-- What you have to do --
Working from the entries below, give again each line from the first through the one containing "see server logs", exactly and with nothing else.

-- Task inputs --
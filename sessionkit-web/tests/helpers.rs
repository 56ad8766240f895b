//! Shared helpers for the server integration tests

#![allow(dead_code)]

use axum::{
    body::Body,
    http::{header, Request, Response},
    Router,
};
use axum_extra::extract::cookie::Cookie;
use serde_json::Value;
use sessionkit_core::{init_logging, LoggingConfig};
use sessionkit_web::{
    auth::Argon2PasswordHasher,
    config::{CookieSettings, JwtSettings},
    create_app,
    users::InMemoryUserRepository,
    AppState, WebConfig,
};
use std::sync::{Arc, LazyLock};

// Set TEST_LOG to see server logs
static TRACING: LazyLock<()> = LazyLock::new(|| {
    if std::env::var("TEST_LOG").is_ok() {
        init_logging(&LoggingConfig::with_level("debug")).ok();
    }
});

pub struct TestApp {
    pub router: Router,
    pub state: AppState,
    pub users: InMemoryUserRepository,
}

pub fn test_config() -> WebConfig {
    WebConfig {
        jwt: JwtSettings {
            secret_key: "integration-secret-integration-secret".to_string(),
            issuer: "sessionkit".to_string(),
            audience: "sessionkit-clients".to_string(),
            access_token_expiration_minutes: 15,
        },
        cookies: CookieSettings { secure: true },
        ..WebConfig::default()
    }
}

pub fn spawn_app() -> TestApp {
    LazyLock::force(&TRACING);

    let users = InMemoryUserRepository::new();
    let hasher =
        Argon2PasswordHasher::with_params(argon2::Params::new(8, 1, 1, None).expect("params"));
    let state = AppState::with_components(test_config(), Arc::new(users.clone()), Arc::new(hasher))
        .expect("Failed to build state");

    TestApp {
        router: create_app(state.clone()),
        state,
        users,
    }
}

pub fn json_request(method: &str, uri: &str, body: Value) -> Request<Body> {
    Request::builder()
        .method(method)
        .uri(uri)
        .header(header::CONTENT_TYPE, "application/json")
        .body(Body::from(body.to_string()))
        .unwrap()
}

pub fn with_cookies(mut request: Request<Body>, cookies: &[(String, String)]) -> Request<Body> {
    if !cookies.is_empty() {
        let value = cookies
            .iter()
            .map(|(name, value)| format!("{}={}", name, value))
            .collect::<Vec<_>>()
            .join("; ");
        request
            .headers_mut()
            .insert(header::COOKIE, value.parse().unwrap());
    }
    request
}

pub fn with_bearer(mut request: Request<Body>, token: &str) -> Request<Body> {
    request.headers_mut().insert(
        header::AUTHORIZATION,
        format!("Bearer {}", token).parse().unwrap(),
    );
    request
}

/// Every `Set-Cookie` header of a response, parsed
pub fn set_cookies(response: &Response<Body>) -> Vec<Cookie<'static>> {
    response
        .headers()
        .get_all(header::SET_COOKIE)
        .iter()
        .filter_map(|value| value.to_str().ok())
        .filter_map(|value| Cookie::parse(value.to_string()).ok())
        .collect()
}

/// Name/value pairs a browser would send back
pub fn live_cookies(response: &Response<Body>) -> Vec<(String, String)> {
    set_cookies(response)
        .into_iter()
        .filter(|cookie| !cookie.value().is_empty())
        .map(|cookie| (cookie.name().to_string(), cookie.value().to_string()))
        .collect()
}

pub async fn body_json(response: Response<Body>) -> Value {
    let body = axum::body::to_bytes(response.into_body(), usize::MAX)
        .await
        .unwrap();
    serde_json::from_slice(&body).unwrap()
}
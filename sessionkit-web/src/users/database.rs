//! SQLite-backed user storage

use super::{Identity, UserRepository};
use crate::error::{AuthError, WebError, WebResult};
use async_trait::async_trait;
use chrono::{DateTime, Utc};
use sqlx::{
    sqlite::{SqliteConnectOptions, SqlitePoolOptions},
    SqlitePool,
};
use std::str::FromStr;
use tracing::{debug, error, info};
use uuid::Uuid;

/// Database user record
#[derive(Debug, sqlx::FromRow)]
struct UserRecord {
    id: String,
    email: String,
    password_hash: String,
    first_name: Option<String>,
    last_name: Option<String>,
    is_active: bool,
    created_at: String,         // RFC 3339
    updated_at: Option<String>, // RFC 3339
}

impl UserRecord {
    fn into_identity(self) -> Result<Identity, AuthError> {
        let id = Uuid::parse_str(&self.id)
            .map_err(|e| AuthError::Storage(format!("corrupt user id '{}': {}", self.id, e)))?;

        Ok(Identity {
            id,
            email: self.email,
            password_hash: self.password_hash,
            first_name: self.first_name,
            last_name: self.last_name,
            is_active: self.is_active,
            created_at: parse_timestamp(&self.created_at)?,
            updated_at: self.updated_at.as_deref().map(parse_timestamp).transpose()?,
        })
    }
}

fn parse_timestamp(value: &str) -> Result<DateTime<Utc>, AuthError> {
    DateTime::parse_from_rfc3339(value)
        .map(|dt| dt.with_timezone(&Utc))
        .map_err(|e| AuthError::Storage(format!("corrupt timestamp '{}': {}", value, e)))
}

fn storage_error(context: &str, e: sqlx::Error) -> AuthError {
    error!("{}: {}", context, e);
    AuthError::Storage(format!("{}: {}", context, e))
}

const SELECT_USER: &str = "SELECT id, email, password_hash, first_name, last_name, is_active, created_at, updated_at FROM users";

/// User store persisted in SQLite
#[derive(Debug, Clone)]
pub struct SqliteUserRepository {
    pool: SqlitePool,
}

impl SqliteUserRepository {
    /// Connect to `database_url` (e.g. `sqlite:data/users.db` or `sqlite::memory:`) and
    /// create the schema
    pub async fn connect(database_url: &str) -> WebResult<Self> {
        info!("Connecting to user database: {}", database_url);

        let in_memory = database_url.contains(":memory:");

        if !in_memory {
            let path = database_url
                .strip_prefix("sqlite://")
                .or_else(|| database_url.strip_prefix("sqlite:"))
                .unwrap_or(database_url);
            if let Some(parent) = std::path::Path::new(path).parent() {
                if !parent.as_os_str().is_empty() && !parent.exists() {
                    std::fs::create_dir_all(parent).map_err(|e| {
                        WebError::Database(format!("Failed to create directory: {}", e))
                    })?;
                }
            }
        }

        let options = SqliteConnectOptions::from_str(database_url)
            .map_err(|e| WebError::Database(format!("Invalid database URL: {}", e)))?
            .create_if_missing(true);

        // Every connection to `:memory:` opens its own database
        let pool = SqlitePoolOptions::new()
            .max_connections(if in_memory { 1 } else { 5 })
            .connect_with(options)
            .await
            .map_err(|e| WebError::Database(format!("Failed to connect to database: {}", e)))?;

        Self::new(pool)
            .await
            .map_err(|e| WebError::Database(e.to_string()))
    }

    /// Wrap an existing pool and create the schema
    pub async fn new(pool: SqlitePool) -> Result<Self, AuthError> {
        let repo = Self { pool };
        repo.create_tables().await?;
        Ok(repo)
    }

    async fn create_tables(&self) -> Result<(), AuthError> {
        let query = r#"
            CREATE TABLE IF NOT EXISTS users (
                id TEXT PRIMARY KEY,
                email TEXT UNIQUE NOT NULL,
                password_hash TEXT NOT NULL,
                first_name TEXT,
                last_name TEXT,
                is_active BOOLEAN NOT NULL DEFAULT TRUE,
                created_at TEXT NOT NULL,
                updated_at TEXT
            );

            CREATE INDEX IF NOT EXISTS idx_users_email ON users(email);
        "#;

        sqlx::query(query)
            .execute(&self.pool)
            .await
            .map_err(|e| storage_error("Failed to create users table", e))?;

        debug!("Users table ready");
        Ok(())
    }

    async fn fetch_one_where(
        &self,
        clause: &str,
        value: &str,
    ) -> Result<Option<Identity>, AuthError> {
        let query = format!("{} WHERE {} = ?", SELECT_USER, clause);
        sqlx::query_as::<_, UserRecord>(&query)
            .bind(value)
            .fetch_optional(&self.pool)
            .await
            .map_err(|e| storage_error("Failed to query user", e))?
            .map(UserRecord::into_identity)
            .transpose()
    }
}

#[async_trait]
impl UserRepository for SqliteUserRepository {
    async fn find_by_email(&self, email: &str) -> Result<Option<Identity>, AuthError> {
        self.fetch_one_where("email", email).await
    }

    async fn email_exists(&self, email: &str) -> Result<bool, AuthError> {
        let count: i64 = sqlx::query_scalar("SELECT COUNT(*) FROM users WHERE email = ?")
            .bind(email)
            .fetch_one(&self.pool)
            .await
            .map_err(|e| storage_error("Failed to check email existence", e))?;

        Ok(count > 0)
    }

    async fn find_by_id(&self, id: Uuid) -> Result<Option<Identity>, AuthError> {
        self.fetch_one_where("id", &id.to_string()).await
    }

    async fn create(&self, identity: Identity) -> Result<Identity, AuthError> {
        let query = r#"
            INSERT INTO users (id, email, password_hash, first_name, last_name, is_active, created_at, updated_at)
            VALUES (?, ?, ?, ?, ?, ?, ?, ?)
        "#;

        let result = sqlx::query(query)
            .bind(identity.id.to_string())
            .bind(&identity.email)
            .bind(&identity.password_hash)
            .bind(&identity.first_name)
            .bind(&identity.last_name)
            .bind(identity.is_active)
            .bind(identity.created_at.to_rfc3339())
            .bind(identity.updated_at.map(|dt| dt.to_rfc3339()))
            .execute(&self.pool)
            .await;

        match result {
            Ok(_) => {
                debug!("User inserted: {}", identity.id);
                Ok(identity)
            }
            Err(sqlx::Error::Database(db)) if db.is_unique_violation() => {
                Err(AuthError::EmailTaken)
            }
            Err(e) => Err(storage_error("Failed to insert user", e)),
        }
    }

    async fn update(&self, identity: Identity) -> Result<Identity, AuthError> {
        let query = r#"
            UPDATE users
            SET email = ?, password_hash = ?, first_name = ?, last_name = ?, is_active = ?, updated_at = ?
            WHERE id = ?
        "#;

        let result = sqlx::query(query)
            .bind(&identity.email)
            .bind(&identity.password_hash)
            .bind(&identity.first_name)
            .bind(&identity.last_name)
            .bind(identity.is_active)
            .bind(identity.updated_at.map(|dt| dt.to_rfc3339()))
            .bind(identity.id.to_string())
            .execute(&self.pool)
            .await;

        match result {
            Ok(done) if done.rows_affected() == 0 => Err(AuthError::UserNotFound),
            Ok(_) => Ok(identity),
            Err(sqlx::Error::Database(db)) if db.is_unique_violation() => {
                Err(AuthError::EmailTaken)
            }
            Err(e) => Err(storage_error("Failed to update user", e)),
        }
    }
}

-- Answer to the problem --
filename sessionkit-web/tests/helpers.rs
repository 56ad8766240f895b
//! Shared helpers for the server integration tests

#![allow(dead_code)]

use axum::{
    body::Body,
    http::{header, Request, Response},
    Router,
};
use axum_extra::extract::cookie::Cookie;
use serde_json::Value;
use sessionkit_core::{init_logging, LoggingConfig};
use sessionkit_web::{
    auth::Argon2PasswordHasher,
    config::{CookieSettings, JwtSettings},
    create_app,
    users::InMemoryUserRepository,
    AppState, WebConfig,
};
use std::sync::{Arc, LazyLock};

// Set TEST_LOG to see server logs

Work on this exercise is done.